EXERCISE INPUTS:
- Opening Delimiter -

//! Actix Web API server: the MJPEG feed, the control endpoints, and the
//! dashboard read endpoints over ledger snapshots.
//!
//! The server runs on a dedicated thread so the pump thread never touches
//! the actix runtime. Handlers only read copies of pipeline state; the two
//! control endpoints go through the control plane like any other caller.

use std::sync::Arc;
use std::time::Duration;

use actix_web::{
    http::header,
    web::{self, Bytes},
    App, HttpResponse, HttpServer,
};
use anyhow::{Context, Result};
use async_stream::stream;
use chrono::Utc;
use serde::Deserialize;
use tokio::sync::oneshot;
use tracing::error;

use crate::html;
use crate::pipeline::control::{self, StartOutcome, StopOutcome};
use crate::pipeline::data::{
    ActionResponse, DetectionDto, DetectionsResponse, HealthResponse, LogEntryDto, LogsResponse,
    PipelineState, StatsResponse, StatusResponse,
};
use crate::pipeline::telemetry;

/// Handle for the API server thread.
#[derive(Default)]
pub(crate) struct ApiServer {
    shutdown: Option<oneshot::Sender<()>>,
    handle: Option<std::thread::JoinHandle<()>>,
}

impl ApiServer {
    /// Signal the server to stop and block until the thread exits.
    pub(crate) fn stop(self) {
        if let Some(tx) = self.shutdown {
            let _ = tx.send(());
        }
        if let Some(handle) = self.handle {
            let _ = handle.join();
        }
    }
}

/// Spawn the API server thread and return a handle that can stop it.
pub(crate) fn spawn_server(state: Arc<PipelineState>) -> Result<ApiServer> {
    let port = state.config.port;
    let (shutdown_tx, shutdown_rx) = oneshot::channel::<()>();
    let handle = telemetry::spawn_thread("watchpost-api", move || {
        if let Err(err) = actix_web::rt::System::new().block_on(async move {
            let server = HttpServer::new(move || {
                App::new()
                    .app_data(web::Data::from(state.clone()))
                    .configure(configure_app)
            })
            .bind(("0.0.0.0", port))?
            .run();

            let srv_handle = server.handle();
            actix_web::rt::spawn(async move {
                let _ = shutdown_rx.await;
                srv_handle.stop(true).await;
            });

            server.await
        }) {
            error!("HTTP server error: {err}");
        }
    })
    .context("failed to spawn API server thread")?;
    Ok(ApiServer {
        shutdown: Some(shutdown_tx),
        handle: Some(handle),
    })
}

/// Route table shared by the server and the handler tests.
pub(crate) fn configure_app(cfg: &mut web::ServiceConfig) {
    cfg.route("/", web::get().to(index_route))
        .route("/api/video_feed", web::get().to(video_feed))
        .route("/api/start_stream", web::post().to(start_stream_route))
        .route("/api/stop_stream", web::post().to(stop_stream_route))
        .route("/api/status", web::get().to(status_route))
        .route("/api/health", web::get().to(health_route))
        .route("/api/detections", web::get().to(detections_route))
        .route("/api/logs", web::get().to(logs_route))
        .route("/api/stats", web::get().to(stats_route))
        .route("/metrics", web::get().to(metrics_route));
}

/// Serve the embedded operator dashboard.
async fn index_route() -> HttpResponse {
    HttpResponse::Ok()
        .content_type("text/html; charset=utf-8")
        .body(html::dashboard::DASHBOARD_HTML)
}

/// Stream the annotated feed over a multipart response. Parts are emitted
/// only when the pump publishes a new frame number; the stream ends when the
/// pump stops after having served at least one part.
async fn video_feed(state: web::Data<PipelineState>) -> HttpResponse {
    let state = state.into_inner();
    let stream = stream! {
        let mut interval = actix_web::rt::time::interval(Duration::from_millis(33));
        let mut last_sent: Option<u64> = None;
        loop {
            interval.tick().await;
            if !state.control.is_running() {
                if last_sent.is_some() {
                    break;
                }
                continue;
            }
            let packet = state.latest.lock().ok().and_then(|guard| guard.clone());
            if let Some(packet) = packet {
                if last_sent == Some(packet.frame_number) {
                    continue;
                }
                last_sent = Some(packet.frame_number);
                let mut payload = Vec::with_capacity(packet.jpeg.len() + 64);
                payload.extend_from_slice(b"--frame\r\n");
                payload.extend_from_slice(b"Content-Type: image/jpeg\r\n\r\n");
                payload.extend_from_slice(&packet.jpeg);
                payload.extend_from_slice(b"\r\n");
                yield Ok::<Bytes, actix_web::Error>(Bytes::from(payload));
            }
        }
    };

    HttpResponse::Ok()
        .insert_header((header::ACCESS_CONTROL_ALLOW_ORIGIN, "*"))
        .insert_header((header::ACCESS_CONTROL_ALLOW_HEADERS, "*"))
        .insert_header((header::ACCESS_CONTROL_ALLOW_METHODS, "GET"))
        .append_header(("Cache-Control", "no-cache"))
        .append_header(("Content-Type", "multipart/x-mixed-replace; boundary=frame"))
        .streaming(stream)
}

async fn start_stream_route(state: web::Data<PipelineState>) -> HttpResponse {
    let state = state.into_inner();
    match control::start_stream(&state) {
        Ok(StartOutcome::Started) => {
            HttpResponse::Ok().json(ActionResponse::success("Stream started"))
        }
        Ok(StartOutcome::AlreadyRunning) => {
            HttpResponse::Ok().json(ActionResponse::success("Stream already running"))
        }
        Err(err) => HttpResponse::InternalServerError()
            .json(ActionResponse::error(format!("Failed to start stream: {err:#}"))),
    }
}

async fn stop_stream_route(state: web::Data<PipelineState>) -> HttpResponse {
    let state = state.into_inner();
    match control::stop_stream(&state) {
        Ok(StopOutcome::Stopped) => {
            HttpResponse::Ok().json(ActionResponse::success("Stream stopped"))
        }
        Ok(StopOutcome::NotRunning) => {
            HttpResponse::Ok().json(ActionResponse::success("Stream is not running"))
        }
        Err(err) => HttpResponse::InternalServerError()
            .json(ActionResponse::error(format!("Failed to stop stream: {err:#}"))),
    }
}

async fn status_route(state: web::Data<PipelineState>) -> HttpResponse {
    use std::sync::atomic::Ordering;
    HttpResponse::Ok().json(StatusResponse {
        is_streaming: state.control.is_running(),
        model_loaded: state.model_ready.load(Ordering::SeqCst),
        camera_active: state.source_active.load(Ordering::SeqCst),
    })
}

async fn health_route() -> HttpResponse {
    HttpResponse::Ok().json(HealthResponse { status: "healthy" })
}

/// Current-frame detection snapshot.
async fn detections_route(state: web::Data<PipelineState>) -> HttpResponse {
    let current = match state.ledger.lock() {
        Ok(ledger) => ledger.current_snapshot(),
        Err(err) => return HttpResponse::InternalServerError().body(err.to_string()),
    };
    let detections: Vec<DetectionDto> = current.iter().map(DetectionDto::from).collect();
    let count = detections.len();
    HttpResponse::Ok().json(DetectionsResponse { detections, count })
}

#[derive(Deserialize)]
struct LogsQuery {
    order: Option<String>,
}

/// Event-log snapshot, oldest-first unless `?order=desc`.
async fn logs_route(
    query: web::Query<LogsQuery>,
    state: web::Data<PipelineState>,
) -> HttpResponse {
    let newest_first = query.order.as_deref() == Some("desc");
    let events = match state.ledger.lock() {
        Ok(ledger) => ledger.log_snapshot(newest_first),
        Err(err) => return HttpResponse::InternalServerError().body(err.to_string()),
    };
    let logs: Vec<LogEntryDto> = events.iter().map(LogEntryDto::from).collect();
    let total = logs.len();
    HttpResponse::Ok().json(LogsResponse { logs, total })
}

async fn stats_route(state: web::Data<PipelineState>) -> HttpResponse {
    let stats = match state.ledger.lock() {
        Ok(ledger) => ledger.stats(Utc::now()),
        Err(err) => return HttpResponse::InternalServerError().body(err.to_string()),
    };
    HttpResponse::Ok().json(StatsResponse::from_stats(stats, state.control.is_running()))
}

/// Prometheus exposition.
async fn metrics_route() -> HttpResponse {
    match telemetry::prometheus_handle() {
        Some(handle) => HttpResponse::Ok()
            .content_type("text/plain; version=0.0.4")
            .body(handle.render()),
        None => HttpResponse::ServiceUnavailable().body("metrics recorder not installed"),
    }
}

#[cfg(test)]
mod tests {
    use super::*;
    use actix_web::{body::to_bytes, test};
    use detect_core::{RawDetection, ScriptedDetector};
    use frame_source::{SourceConfig, SyntheticSource};

    use crate::pipeline::alerts::{AlertPayload, Notifier, NotifyError};
    use crate::pipeline::config::{PipelineConfig, ServeArgs};
    use crate::pipeline::data::SourceFactory;

    struct NullNotifier;

    impl Notifier for NullNotifier {
        fn notify(&mut self, _alert: &AlertPayload) -> Result<(), NotifyError> {
            Ok(())
        }

        fn name(&self) -> &'static str {
            "null"
        }
    }

    fn test_state() -> Arc<PipelineState> {
        let mut config = PipelineConfig::try_from(ServeArgs::default()).unwrap();
        config.width = 64;
        config.height = 48;
        config.fps = 200;
        let source_config = SourceConfig {
            width: 64,
            height: 48,
            fps: 200,
        };
        let factory: SourceFactory =
            Box::new(move || Box::new(SyntheticSource::new(source_config)));
        PipelineState::with_source_factory(
            config,
            Box::new(ScriptedDetector::new(&["knife"], Vec::new())),
            Box::new(NullNotifier),
            factory,
        )
    }

    macro_rules! service {
        ($state:expr) => {
            test::init_service(
                App::new()
                    .app_data(web::Data::from($state))
                    .configure(configure_app),
            )
            .await
        };
    }

    fn record_knife(state: &Arc<PipelineState>, confidence: f32) -> Vec<u64> {
        let mut ledger = state.ledger.lock().unwrap();
        ledger.record_frame(
            &[RawDetection::new(0, "knife", confidence, [4.0, 4.0, 20.0, 16.0])],
            Utc::now(),
            "CCTV-1",
        )
    }

    #[actix_web::test]
    async fn health_reports_healthy() {
        let app = service!(test_state());
        let resp = test::call_service(&app, test::TestRequest::get().uri("/api/health").to_request())
            .await;
        assert!(resp.status().is_success());
        let body: serde_json::Value = test::read_body_json(resp).await;
        assert_eq!(body["status"], "healthy");
    }

    #[actix_web::test]
    async fn status_reflects_the_idle_session() {
        let app = service!(test_state());
        let resp = test::call_service(&app, test::TestRequest::get().uri("/api/status").to_request())
            .await;
        let body: serde_json::Value = test::read_body_json(resp).await;
        assert_eq!(body["is_streaming"], false);
        assert_eq!(body["model_loaded"], true);
        assert_eq!(body["camera_active"], false);
    }

    #[actix_web::test]
    async fn detections_serve_the_current_frame_snapshot() {
        let state = test_state();
        record_knife(&state, 0.87);
        let app = service!(state);

        let resp =
            test::call_service(&app, test::TestRequest::get().uri("/api/detections").to_request())
                .await;
        let body: serde_json::Value = test::read_body_json(resp).await;
        assert_eq!(body["count"], 1);
        assert_eq!(body["detections"][0]["class"], "knife");
        assert_eq!(body["detections"][0]["bbox"][2], 24.0);
    }

    #[actix_web::test]
    async fn logs_honor_the_order_parameter() {
        let state = test_state();
        record_knife(&state, 0.9);
        record_knife(&state, 0.7);
        let app = service!(state);

        let resp = test::call_service(&app, test::TestRequest::get().uri("/api/logs").to_request())
            .await;
        let body: serde_json::Value = test::read_body_json(resp).await;
        assert_eq!(body["total"], 2);
        assert_eq!(body["logs"][0]["id"], 1);
        assert_eq!(body["logs"][0]["status"], "high");
        assert_eq!(body["logs"][0]["email_sent"], false);

        let resp = test::call_service(
            &app,
            test::TestRequest::get().uri("/api/logs?order=desc").to_request(),
        )
        .await;
        let body: serde_json::Value = test::read_body_json(resp).await;
        assert_eq!(body["logs"][0]["id"], 2);
    }

    #[actix_web::test]
    async fn stats_expose_the_ledger_counters() {
        let state = test_state();
        record_knife(&state, 0.7);
        let app = service!(state);

        let resp = test::call_service(&app, test::TestRequest::get().uri("/api/stats").to_request())
            .await;
        let body: serde_json::Value = test::read_body_json(resp).await;
        assert_eq!(body["total_detections"], 1);
        assert_eq!(body["current_detections"], 1);
        assert_eq!(body["threat_level"], "Medium");
        assert_eq!(body["active_cameras"], 0);
    }

    #[actix_web::test]
    async fn start_and_stop_drive_the_session() {
        let state = test_state();
        let app = service!(state.clone());

        let resp = test::call_service(
            &app,
            test::TestRequest::post().uri("/api/start_stream").to_request(),
        )
        .await;
        let body: serde_json::Value = test::read_body_json(resp).await;
        assert_eq!(body["status"], "success");
        assert!(state.control.is_running());

        // Second start is a no-op success.
        let resp = test::call_service(
            &app,
            test::TestRequest::post().uri("/api/start_stream").to_request(),
        )
        .await;
        let body: serde_json::Value = test::read_body_json(resp).await;
        assert_eq!(body["status"], "success");
        assert_eq!(body["message"], "Stream already running");

        let resp = test::call_service(
            &app,
            test::TestRequest::post().uri("/api/stop_stream").to_request(),
        )
        .await;
        let body: serde_json::Value = test::read_body_json(resp).await;
        assert_eq!(body["status"], "success");
        assert!(!state.control.is_running());
    }

    #[actix_web::test]
    async fn video_feed_is_a_multipart_stream() {
        let app = service!(test_state());
        let resp = test::call_service(
            &app,
            test::TestRequest::get().uri("/api/video_feed").to_request(),
        )
        .await;
        assert!(resp.status().is_success());
        let content_type = resp
            .headers()
            .get("Content-Type")
            .and_then(|value| value.to_str().ok())
            .unwrap_or_default()
            .to_string();
        assert_eq!(content_type, "multipart/x-mixed-replace; boundary=frame");
        assert_eq!(
            resp.headers()
                .get(header::ACCESS_CONTROL_ALLOW_ORIGIN)
                .and_then(|value| value.to_str().ok()),
            Some("*")
        );
    }

    #[actix_web::test]
    async fn dashboard_serves_embedded_html() {
        let app = service!(test_state());
        let resp = test::call_service(&app, test::TestRequest::get().uri("/").to_request()).await;
        assert!(resp.status().is_success());
        let body = to_bytes(resp.into_body()).await.unwrap();
        let page = std::str::from_utf8(&body).unwrap();
        assert!(page.contains("/api/video_feed"));
        assert!(page.contains("/api/start_stream"));
    }
}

- Closing Delimiter -

PROMPT: Look through the data above and return exactly the lines from the one that contains "#[derive(Deserialize)]" to the one that contains "let source_config = SourceConfig", inclusive, with nothing else.

TASK RESPONSE:
#[derive(Deserialize)]
struct LogsQuery {
    order: Option<String>,
}

/// Event-log snapshot, oldest-first unless `?order=desc`.
async fn logs_route(
    query: web::Query<LogsQuery>,
    state: web::Data<PipelineState>,
) -> HttpResponse {
    let newest_first = query.order.as_deref() == Some("desc");
    let events = match state.ledger.lock() {
        Ok(ledger) => ledger.log_snapshot(newest_first),
        Err(err) => return HttpResponse::InternalServerError().body(err.to_string()),
    };
    let logs: Vec<LogEntryDto> = events.iter().map(LogEntryDto::from).collect();
    let total = logs.len();
    HttpResponse::Ok().json(LogsResponse { logs, total })
}

async fn stats_route(state: web::Data<PipelineState>) -> HttpResponse {
    let stats = match state.ledger.lock() {
        Ok(ledger) => ledger.stats(Utc::now()),
        Err(err) => return HttpResponse::InternalServerError().body(err.to_string()),
    };
    HttpResponse::Ok().json(StatsResponse::from_stats(stats, state.control.is_running()))
}

/// Prometheus exposition.
async fn metrics_route() -> HttpResponse {
    match telemetry::prometheus_handle() {
        Some(handle) => HttpResponse::Ok()
            .content_type("text/plain; version=0.0.4")
            .body(handle.render()),
        None => HttpResponse::ServiceUnavailable().body("metrics recorder not installed"),
    }
}

#[cfg(test)]
mod tests {
    use super::*;
    use actix_web::{body::to_bytes, test};
    use detect_core::{RawDetection, ScriptedDetector};
    use frame_source::{SourceConfig, SyntheticSource};

    use crate::pipeline::alerts::{AlertPayload, Notifier, NotifyError};
    use crate::pipeline::config::{PipelineConfig, ServeArgs};
    use crate::pipeline::data::SourceFactory;

    struct NullNotifier;

    impl Notifier for NullNotifier {
        fn notify(&mut self, _alert: &AlertPayload) -> Result<(), NotifyError> {
            Ok(())
        }

        fn name(&self) -> &'static str {
            "null"
        }
    }

    fn test_state() -> Arc<PipelineState> {
        let mut config = PipelineConfig::try_from(ServeArgs::default()).unwrap();
        config.width = 64;
        config.height = 48;
        config.fps = 200;
        let source_config = SourceConfig {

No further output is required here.